Doğu Perinçek'in avukatı Mehmet Cengiz, davada kanıtların tersine döndüğünü savunarak, "Dün iddialara dayanak yapılan ne varsa, bugün savunmanın tertibi açığa çıkaran kanıtlarına dönüştü" şeklinde konuştu.

Bunların başında Şenkal Atasagun'un yönetimindeki MİT tarafından 2002'de hazırlanan "Ergenekon Şeması"nın geldiğini öne süren Cengiz, Aydınlık dergisinin 8 Şubat 2009 tarihli sayısında MİT'in gizlenen şemasında yer alan 69 ismin açıklandığını kaydetti.

Mahkemenin şemaya ilişkin son kararında, "saygınlığı korumak" anlayışına vurgu yaptığını belirten Cengiz, kararın, şemaya dayanak gösterilen mülakatın iftira olduğunun kabulü anlamına geldiğini savundu.

Cengiz, "Bu kabul, söz konusu şemayı hazırlayıp belli merkezlere servis eden Şenkal Atasagun ve arkadaşlarının, kamu yetkilerini kötüye kullanarak, başta TSK'nın üst düzey komutanları olmak üzere kamu görevlilerine ve müvekkillere ağır hakaret ve iftiralarda bulunduklarının mahkemeniz kararıyla saptanması anlamına gelmektedir. Bu, kamu adına soruşturulması gereken bir suçtur" dedi.

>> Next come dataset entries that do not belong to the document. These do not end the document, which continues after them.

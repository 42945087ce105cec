//! Self-trade-prevention policy (§4.4), grounded on the teacher's `stp.rs`
//! `STPMode`/`STPAction` split — simplified here to a level-skip/level-cancel
//! decision rather than per-level safe-quantity splitting, since the spec
//! only requires "an incoming order cannot trade against a resting order
//! from the same owner" rather than a specific partial-fill allocation.

use serde::{Deserialize, Serialize};

/// What happens when a taker would otherwise trade against a resting
/// order owned by the same [`crate::order::Owner`].
#[derive(Debug, Clone, Copy, PartialEq, Eq, Serialize, Deserialize)]
pub enum StpMode {
    /// No self-trade prevention; same-owner orders trade normally.
    None,
    /// The taker stops matching the moment it reaches a same-owner maker —
    /// any remainder is handled like running out of crossable liquidity.
    CancelTaker,
    /// The same-owner maker is cancelled out of the book; the taker skips
    /// it and keeps matching deeper into the book.
    CancelMaker,
    /// Both the taker (matching stops) and the maker (cancelled) are cut.
    CancelBoth,
}

/// What the match loop should do upon finding a same-owner maker at the
/// front of the current level.
#[derive(Debug, Clone, Copy, PartialEq, Eq)]
pub(super) enum StpAction {
    /// Not a self-trade (different owners, anonymous, or STP disabled) — proceed.
    Proceed,
    /// Cancel the maker and keep matching against the rest of the book.
    SkipMaker,
    /// Stop matching entirely; the taker's remainder is handled as if the
    /// book ran dry here.
    StopTaker,
    /// Cancel the maker and stop matching entirely.
    SkipMakerAndStopTaker,
}

impl StpMode {
    pub(super) fn action(self, same_owner: bool) -> StpAction {
        if !same_owner {
            return StpAction::Proceed;
        }
        match self {
            StpMode::None => StpAction::Proceed,
            StpMode::CancelTaker => StpAction::StopTaker,
            StpMode::CancelMaker => StpAction::SkipMaker,
            StpMode::CancelBoth => StpAction::SkipMakerAndStopTaker,
        }
    }
}
//! A continuous limit order book matching engine: price-time priority,
//! partial fills, self-trade prevention, and a deterministic, replayable
//! event stream across an arbitrary number of independently-matched
//! symbols.
//!
//! The matching core ([`symbol_book::SymbolBook`]) is single-writer by
//! design — callers serialize commands per symbol, typically via
//! [`engine::Engine`]'s per-symbol worker dispatch. Everything above
//! that (order validation, price-time matching, stop-order cascades,
//! snapshotting) lives in this crate as a library with no I/O of its
//! own; the `cli` workspace member wires it to a process.

pub mod clock;
pub mod engine;
pub mod error;
pub mod event;
#[cfg(feature = "journal")]
pub mod journal;
#[cfg(feature = "metrics")]
pub mod metrics;
pub mod order;
pub mod price_level;
pub mod replay;
pub mod side_book;
pub mod symbol_book;

/// Re-exports of the types most callers need, mirroring the teacher
/// crate's prelude convention.
pub mod prelude {
    pub use crate::clock::{Clock, ManualClock, SharedClock, SystemClock};
    pub use crate::engine::{Command, Engine, EngineConfig};
    pub use crate::error::EngineError;
    pub use crate::event::{Event, EventKind, EventSink, RejectReason, TradePayload};
    pub use crate::order::{Order, OrderId, OrderKind, OrderStatus, Owner, Side};
    pub use crate::symbol_book::{OrderKindFlags, StpMode, SubmitCommand, SymbolBook, SymbolBookConfig};
}
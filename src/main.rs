use clap::{Parser, Subcommand};
use rand::SeedableRng;
use rand::rngs::SmallRng;
use rummy_engine::game::{Game, GameStatus, Seat, TurnOutcome};
use rummy_engine::solver::SearchResult;
use rummy_engine::{Board, Hand, Meld, MoveSearchEngine, SearchConfig, parse_tiles};
use serde::Serialize;
use std::path::PathBuf;
use std::process::ExitCode;

#[derive(Parser, Debug)]
#[command(author, about, long_about = None)]
#[command(version = concat!(env!("CARGO_PKG_VERSION"), " (", env!("BUILD_COMMIT"), ")"))]
struct Cli {
    #[command(subcommand)]
    command: Command,
}

#[derive(Subcommand, Debug)]
enum Command {
    /// Find the computer opponent's move for a hand and board
    Solve {
        /// Hand tiles, e.g. "r1 r2 r3 k9"
        #[arg(long)]
        hand: String,

        /// A set on the board, e.g. "b 4 5 6" or "5 r b k"; repeat for more sets
        #[arg(long)]
        board: Vec<String>,

        /// Seed for the search's random sampling
        #[arg(long, default_value_t = 0)]
        seed: u64,

        /// Search configuration (JSON)
        #[arg(long)]
        config: Option<PathBuf>,
    },
    /// Play two computer opponents against each other
    Selfplay {
        /// Seed for the deal and both players
        #[arg(long, default_value_t = 0)]
        seed: u64,

        /// Stop after this many turns
        #[arg(long, default_value_t = 500)]
        max_turns: usize,

        /// Search configuration (JSON)
        #[arg(long)]
        config: Option<PathBuf>,
    },
}

#[derive(Serialize)]
struct SolveOutput {
    strategy: Option<String>,
    score: i32,
    board: Option<Vec<Vec<String>>>,
    hand_tiles_used: Option<Vec<String>>,
    candidates_evaluated: usize,
    elapsed_ms: f64,
}

fn load_config(path: Option<&PathBuf>) -> Result<SearchConfig, String> {
    match path {
        Some(path) => SearchConfig::load(path).map_err(|e| format!("{}: {}", path.display(), e)),
        None => Ok(SearchConfig::default()),
    }
}

fn format_tiles<'a, I: IntoIterator<Item = &'a rummy_engine::Tile>>(tiles: I) -> String {
    tiles.into_iter().map(|t| t.to_string()).collect::<Vec<_>>().join(" ")
}

fn print_diagnostics(result: &SearchResult) {
    for report in &result.reports {
        println!(
            "  {:<9} best score {:>3} from {} candidates",
            report.strategy, report.best_score, report.candidates_evaluated
        );
    }
    println!("  {:.2} ms", result.elapsed_ms);
}

fn solve(hand: &str, board: &[String], seed: u64, config: Option<&PathBuf>) -> Result<(), String> {
    let hand = Hand::from_tiles(parse_tiles(hand).map_err(|e| e.to_string())?);
    let melds = board
        .iter()
        .map(|s| Meld::from_string(s))
        .collect::<Result<Vec<_>, _>>()
        .map_err(|e| e.to_string())?;
    let sets: Vec<&[rummy_engine::Tile]> = melds.iter().map(|meld| meld.tiles.as_slice()).collect();
    let board = Board::from_sets(&sets).map_err(|e| e.to_string())?;

    let mut engine = MoveSearchEngine::seeded(load_config(config)?, seed);
    let result = engine.find_move(&board, &hand).map_err(|e| e.to_string())?;

    println!("Search:");
    print_diagnostics(&result);

    let summary = result.chosen.as_ref().map(|chosen| chosen.summary());
    let output = SolveOutput {
        strategy: result.strategy.map(|s| s.to_string()),
        score: result.score(),
        board: summary
            .as_ref()
            .map(|s| s.sets.iter().map(|set| set.iter().map(|t| t.to_string()).collect()).collect()),
        hand_tiles_used: summary.map(|s| s.hand_tiles_used.iter().map(|t| t.to_string()).collect()),
        candidates_evaluated: result.candidates_evaluated,
        elapsed_ms: result.elapsed_ms,
    };
    let json = serde_json::to_string_pretty(&output).map_err(|e| e.to_string())?;
    println!("{}", json);

    if result.chosen.is_none() {
        println!("No beneficial move found: draw a tile.");
    }
    Ok(())
}

fn selfplay(seed: u64, max_turns: usize, config: Option<&PathBuf>) -> Result<(), String> {
    let config = load_config(config)?;
    let mut rng = SmallRng::seed_from_u64(seed);
    let mut game = Game::new(&mut rng);
    let mut engines = [
        MoveSearchEngine::seeded(config.clone(), seed.wrapping_add(1)),
        MoveSearchEngine::seeded(config, seed.wrapping_add(2)),
    ];

    for seat in [Seat::First, Seat::Second] {
        println!("{:?} hand: {}", seat, format_tiles(game.hand(seat).tiles()));
    }

    let mut turn = 0;
    while !game.is_over() && turn < max_turns {
        turn += 1;
        let seat = game.current_seat().map_err(|e| e.to_string())?;
        let played = game
            .play_computer_turn(&mut engines[seat.index()])
            .map_err(|e| e.to_string())?;

        let action = match (played.outcome, played.search.strategy) {
            (TurnOutcome::Placed(count), Some(strategy)) => format!("placed {} ({})", count, strategy),
            (TurnOutcome::Placed(count), None) => format!("placed {}", count),
            (TurnOutcome::Drew(tile), _) => format!("drew {}", tile),
            (TurnOutcome::Passed, _) => "passed".to_string(),
        };
        println!(
            "Turn {:>3} {:?}: {} [{} candidates, {:.2} ms, {} left in hand]",
            turn,
            seat,
            action,
            played.search.candidates_evaluated,
            played.search.elapsed_ms,
            game.hand(seat).count()
        );
    }

    println!("\nBoard:");
    for set in game.board().sets() {
        println!("  {}", format_tiles(&set));
    }
    match game.status() {
        GameStatus::Won(seat) => println!("{:?} wins after {} turns", seat, turn),
        GameStatus::Tie => println!("Tie after {} turns", turn),
        GameStatus::InProgress(_) => println!("Stopped after {} turns", turn),
    }
    Ok(())
}

fn main() -> ExitCode {
    let cli = Cli::parse();

    let result = match &cli.command {
        Command::Solve {
            hand,
            board,
            seed,
            config,
        } => solve(hand, board, *seed, config.as_ref()),
        Command::Selfplay {
            seed,
            max_turns,
            config,
        } => selfplay(*seed, *max_turns, config.as_ref()),
    };

    match result {
        Ok(()) => ExitCode::SUCCESS,
        Err(e) => {
            eprintln!("Error: {}", e);
            ExitCode::FAILURE
        }
    }
}
//! Counting structure over the 52 distinct tile types.

use crate::{COPIES_PER_TILE, NUM_DISTINCT_TILES, Tile, TileError};

/// A multiset of tiles stored as one count (0-2) per distinct tile.
///
/// Enumeration is canonical: ascending colour, then ascending rank, each
/// tile repeated by its count. Run extraction depends on that order.
#[derive(Debug, Clone, Copy, PartialEq, Eq)]
pub struct TileMultiset {
    counts: [u8; NUM_DISTINCT_TILES],
}

impl Default for TileMultiset {
    fn default() -> Self {
        Self::new()
    }
}

impl TileMultiset {
    /// Create an empty multiset
    pub fn new() -> Self {
        TileMultiset {
            counts: [0; NUM_DISTINCT_TILES],
        }
    }

    /// Build a multiset from tiles, rejecting a third copy of any tile
    pub fn from_tiles<'a, I>(tiles: I) -> Result<Self, TileError>
    where
        I: IntoIterator<Item = &'a Tile>,
    {
        let mut multiset = Self::new();
        multiset.try_add_all(tiles)?;
        Ok(multiset)
    }

    /// Add a tile.
    ///
    /// # Panics
    /// If the multiset already holds both physical copies of `tile`.
    pub fn add(&mut self, tile: Tile) {
        if let Err(err) = self.try_add(tile) {
            panic!("{}", err);
        }
    }

    /// Add a tile, failing if both physical copies are already present
    pub fn try_add(&mut self, tile: Tile) -> Result<(), TileError> {
        let count = &mut self.counts[tile.index()];
        if *count >= COPIES_PER_TILE {
            return Err(TileError::CopyLimit(tile));
        }
        *count += 1;
        Ok(())
    }

    /// Add every tile, stopping at the first copy-limit violation
    pub fn try_add_all<'a, I>(&mut self, tiles: I) -> Result<(), TileError>
    where
        I: IntoIterator<Item = &'a Tile>,
    {
        tiles.into_iter().try_for_each(|tile| self.try_add(*tile))
    }

    /// Remove one copy of a tile. Returns false (and changes nothing) if absent.
    pub fn remove(&mut self, tile: &Tile) -> bool {
        let count = &mut self.counts[tile.index()];
        if *count == 0 {
            return false;
        }
        *count -= 1;
        true
    }

    /// Number of copies held (0-2)
    pub fn count(&self, tile: &Tile) -> u8 {
        self.counts[tile.index()]
    }

    pub fn contains(&self, tile: &Tile) -> bool {
        self.count(tile) > 0
    }

    /// Total number of tiles held
    pub fn len(&self) -> usize {
        self.counts.iter().map(|&c| c as usize).sum()
    }

    pub fn is_empty(&self) -> bool {
        self.counts.iter().all(|&c| c == 0)
    }

    /// Iterate tiles in canonical order, each repeated by its count
    pub fn iter(&self) -> impl Iterator<Item = Tile> + '_ {
        self.counts
            .iter()
            .enumerate()
            .flat_map(|(index, &count)| std::iter::repeat_n(Tile::from_index(index), count as usize))
    }

    /// All tiles in canonical order
    pub fn tiles(&self) -> Vec<Tile> {
        self.iter().collect()
    }
}

#[cfg(test)]
mod tests {
    use super::*;
    use crate::parse_tiles;

    #[test]
    fn test_tiles_are_canonically_ordered() {
        let input = parse_tiles("k2 r5 b1 r1 r5 y13").unwrap();
        let multiset = TileMultiset::from_tiles(&input).unwrap();
        assert_eq!(multiset.tiles(), parse_tiles("r1 r5 r5 b1 y13 k2").unwrap());
        assert_eq!(multiset.len(), 6);
    }

    #[test]
    fn test_add_and_remove() {
        let r5 = "r5".parse().unwrap();
        let mut multiset = TileMultiset::new();
        assert!(multiset.is_empty());
        multiset.add(r5);
        multiset.add(r5);
        assert_eq!(multiset.count(&r5), 2);
        assert!(multiset.remove(&r5));
        assert!(multiset.remove(&r5));
        assert!(!multiset.remove(&r5));
        assert!(!multiset.contains(&r5));
        assert!(multiset.is_empty());
    }

    #[test]
    fn test_third_copy_is_rejected() {
        let b3 = "b3".parse().unwrap();
        let mut multiset = TileMultiset::new();
        multiset.try_add(b3).unwrap();
        multiset.try_add(b3).unwrap();
        assert_eq!(multiset.try_add(b3), Err(TileError::CopyLimit(b3)));
        assert_eq!(multiset.count(&b3), 2);

        let input = parse_tiles("b3 b3 b3").unwrap();
        assert!(TileMultiset::from_tiles(&input).is_err());
    }

    #[test]
    #[should_panic(expected = "more than two copies")]
    fn test_unchecked_add_panics_on_third_copy() {
        let y9 = "y9".parse().unwrap();
        let mut multiset = TileMultiset::new();
        multiset.add(y9);
        multiset.add(y9);
        multiset.add(y9);
    }
}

Avukat Cengiz, Aydınlık dergisinin 8 Şubat 2009 tarihli sayısını mahkemeye sundu.

Talepler konusunda görüşü sorulan Cumhuriyet Savcısı Mehmet Ali Pekgüzel, Adana Cumhuriyet Başsavcılığının yürüttüğü soruşturmanın içeriği bilinmediğinden ve savcılığın verdiği takipsizlik kararı mahkeme açısından emsal teşkil edemeyeceğinden, bu kararın dosyaya getirtilmesi yönündeki talebin reddini istedi.

Savcı Pekgüzel, tutuklu sanıklardan Vatan Bölükbaşıoğlu'nun tahliyesini 4. kez talep etti.

Duruşmada verilen aranın ardından Mahkeme Heyeti Başkanı Köksal Şengün, alınan kararları açıkladı.

Tutuklu sanıklardan Kemal Kerinçsiz'in avukatı Tolga Akalın'ın talebi doğrultusunda MİT Müsteşarlığına yazı yazılarak, 10 Temmuz 2003'te Genelkurmay Başkanlığına belgelerin hangi yoldan gönderildiğinin kime ve hangi tarihte teslim edildiğinin sorulmasına karar veren Mahkeme Heyeti, buna yönelik varsa evrak örneklerinin gönderilmesinin istenmesini kararlaştırdı.

Tutuklu sanıklardan Oktay Yıldırım'ın talebi doğrultusunda Ümraniye İlçe Emniyet Müdürlüğünden dava konusu bombalarla ilgili kamera görüntülerinin ve buna ilişkin tüm belgelerin istenmesine karar veren Mahkeme Heyeti, yine Yıldırım'ın dilekçesinde belirttiği konuların kabulüyle, bu konuda İstanbul Emniyet Müdürlüğüne yazı yazılmasına hükmetti.

Mahkeme Heyeti, tutuklu sanık Kemal Kerinçsiz'in talebi doğrultusunda Adana Cumhuriyet Başsavcılığının soruşturma dosyasında bulunan fezleke ve kovuşturmaya yer olmadığına ilişkin kararların tasdikli birer suretinin istenmesini karara bağladı.

Tutuklu sanıkların bu hallerinin devamına karar veren Mahkeme Heyeti, duruşmayı 12 Şubat Perşembe günü saat 09.30'a bıraktı.